Voyeurismo cirúrgico

DE HUMANI CORPORIS FABRICA no streaming

Ou eu não entendi nada da proposta, ou Di Humani Corporis Fabrica é um dos filmes mais desagradáveis já feitos. Para os hospitais públicos parisienses, é uma peça de contrapropaganda. Filmado com microcâmeras low-tech em 11 hospitais, o documentário (melhor dizendo, dor-cumentário) registra uma série de intervenções cirúrgicas complexas, arriscadas e sangrentas. Sem nenhuma razão além da exposição crua.

Então, que tal assistir à implantação de parafusos na cabeça de um homem? Preferem uma cirurgia de catarata ou um aflitivo procedimento intrapeniano? Vocês estão convidados a testemunhar em detalhes uma atribulada operação de próstata hiperdesenvolvida e uma cesariana sob risco de vida.
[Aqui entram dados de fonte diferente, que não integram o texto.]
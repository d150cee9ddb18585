//! Depth-first call-graph walk.
//!
//! Instructions are visited in static program order. A direct call to a
//! function with a body that has not been walked yet is entered immediately,
//! before the caller's next instruction. The walk uses an explicit frame
//! stack, so call-graph depth is bounded only by memory.

use regscan_ir::{Callee, Function, InstKind, Instruction, Linkage, Module};
use rustc_hash::FxHashSet;
use tracing::{debug, trace};

use crate::config::AnalysisConfig;

/// Identity of a walked function within a session.
///
/// Internal functions are private to their module, so two modules may each
/// define one with the same name.
#[derive(Clone, Debug, PartialEq, Eq, Hash)]
pub enum FunctionKey {
    External(String),
    Internal { module: usize, name: String },
}

impl FunctionKey {
    pub fn new(module: usize, func: &Function) -> Self {
        match func.linkage {
            Linkage::External => Self::External(func.name.clone()),
            Linkage::Internal => Self::Internal {
                module,
                name: func.name.clone(),
            },
        }
    }
}

/// One instruction reached by the walk.
#[derive(Clone, Copy, Debug)]
pub struct InstSite<'m> {
    pub function: &'m Function,
    pub block: usize,
    pub index: usize,
    pub inst: &'m Instruction,
}

/// What the visitor did with a site.
#[derive(Clone, Copy, Debug, PartialEq, Eq)]
pub enum Visit {
    /// Continue normally, entering the callee of a call.
    Continue,
    /// Do not enter the callee of this call.
    SkipCallee,
}

#[derive(Clone, Copy, Debug)]
struct Frame {
    function: usize,
    block: usize,
    index: usize,
}

impl Frame {
    const fn new(function: usize) -> Self {
        Self {
            function,
            block: 0,
            index: 0,
        }
    }
}

/// Root functions of a module walk, in walk order.
pub fn walk_roots(module: &Module, config: &AnalysisConfig) -> Vec<usize> {
    let entry = module
        .function_index(&config.entry_point)
        .filter(|&i| !module.functions()[i].is_declaration());

    let Some(entry) = entry else {
        debug!(
            module = module.name(),
            entry = config.entry_point.as_str(),
            "entry point not defined, walking every function"
        );
        return module.defined_functions().map(|(i, _)| i).collect();
    };

    let mut roots = vec![entry];
    if config.include_unreachable {
        roots.extend(module.defined_functions().map(|(i, _)| i).filter(|&i| i != entry));
    }
    roots
}

/// Walk `module` from `roots`, calling `visit` on every instruction of every
/// function not yet in `visited`. Returns the number of functions walked.
pub fn walk<'m>(
    module: &'m Module,
    module_id: usize,
    roots: &[usize],
    visited: &mut FxHashSet<FunctionKey>,
    mut visit: impl FnMut(InstSite<'m>) -> Visit,
) -> usize {
    let functions = module.functions();
    let mut walked = 0;
    let mut enter = |index: usize, visited: &mut FxHashSet<FunctionKey>| {
        let func = &functions[index];
        if func.is_declaration() || !visited.insert(FunctionKey::new(module_id, func)) {
            return false;
        }
        trace!("enter {}", func.name);
        walked += 1;
        true
    };

    let mut stack: Vec<Frame> = Vec::new();
    for &root in roots {
        if !enter(root, visited) {
            continue;
        }
        stack.push(Frame::new(root));

        while let Some(frame) = stack.last_mut() {
            let function = &functions[frame.function];
            let Some(block) = function.blocks.get(frame.block) else {
                stack.pop();
                continue;
            };
            let Some(inst) = block.instructions.get(frame.index) else {
                frame.block += 1;
                frame.index = 0;
                continue;
            };
            let site = InstSite {
                function,
                block: frame.block,
                index: frame.index,
                inst,
            };
            frame.index += 1;

            if visit(site) == Visit::SkipCallee {
                continue;
            }
            if let InstKind::Call {
                callee: Callee::Direct(name),
                ..
            } = &inst.kind
            {
                if let Some(callee) = module.function_index(name) {
                    if enter(callee, visited) {
                        stack.push(Frame::new(callee));
                    }
                }
            }
        }
    }
    walked
}

#[cfg(test)]
mod tests {
    use super::*;
    use regscan_ir::parse_module;

    const MODULE: &str = r"
define internal void @leaf() {
  store volatile i32 1, ptr null, align 4
  ret void
}

define void @a() {
  call void @leaf()
  store volatile i32 2, ptr null, align 4
  ret void
}

define void @b() {
  call void @leaf()
  ret void
}

define void @orphan() {
  ret void
}

define i32 @main() {
entry:
  call void @a()
  br label %next

next:
  call void @b()
  call void @missing()
  ret i32 0
}

declare void @missing()
";

    fn trace_walk(module: &Module, config: &AnalysisConfig) -> Vec<String> {
        let mut visited = FxHashSet::default();
        let mut order = Vec::new();
        walk(module, 0, &walk_roots(module, config), &mut visited, |site| {
            order.push(format!("{}:{}:{}", site.function.name, site.block, site.index));
            Visit::Continue
        });
        order
    }

    #[test]
    fn test_preorder_with_immediate_descent() {
        let module = parse_module(MODULE, "w.ll").unwrap();
        let order = trace_walk(&module, &AnalysisConfig::default());
        assert_eq!(
            order,
            vec![
                "main:0:0", "a:0:0", "leaf:0:0", "leaf:0:1", "a:0:1", "a:0:2", "main:0:1",
                "main:1:0", "b:0:0", "b:0:1", "main:1:1", "main:1:2",
            ]
        );
    }

    #[test]
    fn test_unreachable_and_missing_entry() {
        let module = parse_module(MODULE, "w.ll").unwrap();
        let order = trace_walk(&module, &AnalysisConfig::default().with_unreachable(true));
        assert_eq!(order.last().map(String::as_str), Some("orphan:0:0"));

        let order = trace_walk(&module, &AnalysisConfig::default().with_entry_point("reset"));
        // Every defined function is a root, in module order
        assert_eq!(order.first().map(String::as_str), Some("leaf:0:0"));
        assert_eq!(order.len(), 12 + 1);
    }

    #[test]
    fn test_skip_callee_and_visited_keys() {
        let module = parse_module(MODULE, "w.ll").unwrap();
        let mut visited = FxHashSet::default();
        let walked = walk(&module, 0, &walk_roots(&module, &AnalysisConfig::default()), &mut visited, |site| {
            if site.inst.is_call() {
                Visit::SkipCallee
            } else {
                Visit::Continue
            }
        });
        assert_eq!(walked, 1);

        let leaf = module.function("leaf").unwrap();
        assert_eq!(
            FunctionKey::new(3, leaf),
            FunctionKey::Internal {
                module: 3,
                name: "leaf".into()
            }
        );
        assert_eq!(
            FunctionKey::new(3, module.function("a").unwrap()),
            FunctionKey::External("a".into())
        );
    }
}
Querem conhecer pormenorizadamente a aparência de um tumor no seio ou ver uma placenta em close sendo retalhada como num açougue? Pois esse é o seu filme!

Nada a ver com a concepção espetacular do clássico Viagem Fantástica, de Richard Fleischer (1966), em que um submarino tripulado era reduzido a proporções microscópicas e injetado na corrente sanguínea de um cientista em perigo de vida. Di Humani Corporis Fabrica não está interessado em dramaturgia, nem tampouco em esclarecimento científico. Algumas operações transcorrem sem que saibamos sequer o órgão que está sendo submetido. A abordagem está entre a tecnicalidade médica e a experimentação visual de mau gosto. Afinal, o Youtube está cheio de incursões como aquelas pelas entranhas do corpo humano.

Os diretores e cinegrafistas Verena Paravel e Lucien Castaing-Taylor (autores do espantoso – no bom sentido – Leviathan) nos permitem ouvir as conversas dos médicos durante os procedimentos. Eles fazem piadas, queixam-se do trabalho difícil, expõem insuficiências operacionais e discutem entre si sobre acidentes de percurso. A intenção, ao que parece, era deixar transparecer o lado humano das equipes, mas, a meu ver, só faz aumentar a agonia do espectador.

Quando abandona as salas de cirurgia e as imagens de laparoscopia, o filme consegue ficar ainda mais indigesto. Vemos idosos desamparados nos corredores ou gemendo de dor em enfermarias. Um homem com transtornos mentais tenta sair do hospital. Clamores de “quero morrer” são entreouvidos. O ritual de vestir um morto é acompanhado minuciosamente como se fosse uma sessão de maquiagem.

O epílogo se estende sobre murais surreal-pornográficos enquanto o staff de um hospital se diverte ao som de Gloria Gaynor. Depois de conferir o uso extensivo de bisturis, agulhas, sugadores, chaves de fenda, martelos e furadeiras em blocos de carnes e ossos, nada melhor que uma festinha para arrematar a sessão de pornografia médica.

>> De Humani Corporis Fabrica está na plataforma Mubi. 

 

2 comentários sobre “Voyeurismo cirúrgico

  1. Não vi o filme e não verei. Pelo que você escreve e pelo trailer, me parece um documentário com uma perspectiva mórbida. Se você esquece o humanismo na hora de abordar as patologias e curas e exagera em uma perspectiva impressionista aguçada por poderosos equipamentos, estamos no domínio da negação da ciência. Chamem o Drauzio!